Problem >>
Go through the material and copy each line that includes "struct".

━━━━━━━━━━━━━━━━━━━━━━━━━━━━━━

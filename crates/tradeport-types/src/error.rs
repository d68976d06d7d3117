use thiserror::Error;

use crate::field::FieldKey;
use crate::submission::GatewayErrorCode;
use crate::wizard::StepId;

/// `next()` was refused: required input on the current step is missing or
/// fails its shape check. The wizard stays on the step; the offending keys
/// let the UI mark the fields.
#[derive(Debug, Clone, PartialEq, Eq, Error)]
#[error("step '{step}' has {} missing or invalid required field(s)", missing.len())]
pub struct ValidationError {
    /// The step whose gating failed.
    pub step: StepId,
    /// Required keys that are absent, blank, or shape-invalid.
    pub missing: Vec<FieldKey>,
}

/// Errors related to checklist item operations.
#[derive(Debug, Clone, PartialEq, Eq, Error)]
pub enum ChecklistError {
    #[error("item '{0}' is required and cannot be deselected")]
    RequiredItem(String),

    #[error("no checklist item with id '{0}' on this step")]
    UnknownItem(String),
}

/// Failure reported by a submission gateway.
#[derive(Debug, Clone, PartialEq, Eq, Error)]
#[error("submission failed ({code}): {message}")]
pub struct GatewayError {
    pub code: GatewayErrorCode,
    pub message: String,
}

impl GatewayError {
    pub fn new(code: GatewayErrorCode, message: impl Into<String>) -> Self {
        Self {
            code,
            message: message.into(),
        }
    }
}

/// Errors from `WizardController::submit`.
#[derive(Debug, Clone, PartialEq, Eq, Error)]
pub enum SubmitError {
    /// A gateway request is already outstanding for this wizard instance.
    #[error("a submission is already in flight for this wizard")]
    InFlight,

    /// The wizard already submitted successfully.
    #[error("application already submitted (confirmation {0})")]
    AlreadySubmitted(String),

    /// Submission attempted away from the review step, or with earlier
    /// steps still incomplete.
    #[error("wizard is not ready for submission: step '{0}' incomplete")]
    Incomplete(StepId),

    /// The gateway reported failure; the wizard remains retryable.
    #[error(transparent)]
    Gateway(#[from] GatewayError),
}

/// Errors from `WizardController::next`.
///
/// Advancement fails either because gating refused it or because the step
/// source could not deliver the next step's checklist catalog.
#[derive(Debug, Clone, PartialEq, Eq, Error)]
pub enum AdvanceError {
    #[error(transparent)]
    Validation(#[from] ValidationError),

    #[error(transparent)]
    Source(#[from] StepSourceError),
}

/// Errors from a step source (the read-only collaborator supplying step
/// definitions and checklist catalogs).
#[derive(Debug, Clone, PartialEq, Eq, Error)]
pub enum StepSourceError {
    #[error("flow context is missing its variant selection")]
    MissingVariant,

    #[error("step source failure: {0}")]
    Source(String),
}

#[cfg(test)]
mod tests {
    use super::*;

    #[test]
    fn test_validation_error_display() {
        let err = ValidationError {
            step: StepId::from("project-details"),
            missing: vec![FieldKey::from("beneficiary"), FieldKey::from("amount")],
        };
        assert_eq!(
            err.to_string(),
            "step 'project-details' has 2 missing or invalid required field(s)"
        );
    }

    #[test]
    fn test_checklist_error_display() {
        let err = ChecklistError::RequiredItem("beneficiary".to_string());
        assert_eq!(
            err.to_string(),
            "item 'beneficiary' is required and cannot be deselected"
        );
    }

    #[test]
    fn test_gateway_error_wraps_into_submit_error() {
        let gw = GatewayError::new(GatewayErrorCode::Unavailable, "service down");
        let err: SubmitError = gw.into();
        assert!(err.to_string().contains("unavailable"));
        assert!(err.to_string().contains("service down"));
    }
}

━━━━━━━━━━━━━━━━━━━━━━━━━━━━━━

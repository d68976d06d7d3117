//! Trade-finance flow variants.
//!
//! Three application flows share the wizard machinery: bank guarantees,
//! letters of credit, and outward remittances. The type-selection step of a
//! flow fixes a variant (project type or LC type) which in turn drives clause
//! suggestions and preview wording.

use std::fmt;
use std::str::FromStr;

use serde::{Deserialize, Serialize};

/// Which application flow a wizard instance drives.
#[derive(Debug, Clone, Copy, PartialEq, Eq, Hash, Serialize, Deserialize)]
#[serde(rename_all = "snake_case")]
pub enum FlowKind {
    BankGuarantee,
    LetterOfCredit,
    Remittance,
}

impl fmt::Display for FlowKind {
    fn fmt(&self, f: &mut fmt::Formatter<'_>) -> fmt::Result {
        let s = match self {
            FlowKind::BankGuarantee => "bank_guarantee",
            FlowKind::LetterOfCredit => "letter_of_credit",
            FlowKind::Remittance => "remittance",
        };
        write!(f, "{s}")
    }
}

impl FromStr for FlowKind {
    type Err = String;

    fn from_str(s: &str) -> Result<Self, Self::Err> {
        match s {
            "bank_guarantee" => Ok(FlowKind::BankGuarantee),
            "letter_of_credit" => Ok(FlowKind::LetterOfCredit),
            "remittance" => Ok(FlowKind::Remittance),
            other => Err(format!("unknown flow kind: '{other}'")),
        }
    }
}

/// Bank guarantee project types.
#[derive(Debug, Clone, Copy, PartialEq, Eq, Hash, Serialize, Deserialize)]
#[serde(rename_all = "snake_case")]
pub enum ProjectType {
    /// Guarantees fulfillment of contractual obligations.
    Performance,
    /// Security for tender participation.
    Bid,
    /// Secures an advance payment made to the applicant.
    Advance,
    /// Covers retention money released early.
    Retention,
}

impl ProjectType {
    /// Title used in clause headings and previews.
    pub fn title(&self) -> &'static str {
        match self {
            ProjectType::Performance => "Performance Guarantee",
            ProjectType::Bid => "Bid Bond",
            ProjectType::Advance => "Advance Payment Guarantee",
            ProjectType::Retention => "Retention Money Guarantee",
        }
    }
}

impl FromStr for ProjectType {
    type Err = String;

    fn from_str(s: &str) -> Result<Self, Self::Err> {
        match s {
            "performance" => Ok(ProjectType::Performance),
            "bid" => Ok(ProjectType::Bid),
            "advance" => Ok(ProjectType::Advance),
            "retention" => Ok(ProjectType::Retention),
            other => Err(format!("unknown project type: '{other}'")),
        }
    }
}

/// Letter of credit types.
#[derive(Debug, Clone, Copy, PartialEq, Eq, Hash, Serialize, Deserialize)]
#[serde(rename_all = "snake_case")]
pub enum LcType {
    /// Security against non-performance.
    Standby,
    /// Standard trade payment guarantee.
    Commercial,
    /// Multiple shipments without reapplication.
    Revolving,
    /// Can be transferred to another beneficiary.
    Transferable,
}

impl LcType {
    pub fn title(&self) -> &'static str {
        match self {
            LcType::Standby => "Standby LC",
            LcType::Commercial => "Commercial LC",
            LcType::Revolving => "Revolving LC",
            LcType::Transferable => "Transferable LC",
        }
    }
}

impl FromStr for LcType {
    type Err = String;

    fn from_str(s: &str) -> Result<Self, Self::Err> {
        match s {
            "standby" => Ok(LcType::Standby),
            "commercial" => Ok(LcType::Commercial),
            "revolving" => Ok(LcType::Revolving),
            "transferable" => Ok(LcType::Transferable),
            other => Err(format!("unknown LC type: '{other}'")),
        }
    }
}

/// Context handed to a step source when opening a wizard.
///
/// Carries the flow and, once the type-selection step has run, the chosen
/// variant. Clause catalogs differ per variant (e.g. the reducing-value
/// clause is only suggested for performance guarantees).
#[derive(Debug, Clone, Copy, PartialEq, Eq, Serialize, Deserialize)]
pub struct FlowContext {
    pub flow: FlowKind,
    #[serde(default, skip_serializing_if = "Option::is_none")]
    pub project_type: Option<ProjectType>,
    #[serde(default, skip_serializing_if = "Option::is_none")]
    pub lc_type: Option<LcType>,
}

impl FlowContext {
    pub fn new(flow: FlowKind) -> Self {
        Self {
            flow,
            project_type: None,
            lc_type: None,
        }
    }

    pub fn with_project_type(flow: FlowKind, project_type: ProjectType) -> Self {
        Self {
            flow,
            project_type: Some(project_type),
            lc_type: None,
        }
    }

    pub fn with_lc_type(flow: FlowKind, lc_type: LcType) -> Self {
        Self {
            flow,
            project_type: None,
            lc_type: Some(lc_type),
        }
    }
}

━━━━━━━━━━━━━━━━━━━━━━━━━━━━━━

Written answer >>
pub struct ValidationError {
pub struct GatewayError {
pub struct FlowContext {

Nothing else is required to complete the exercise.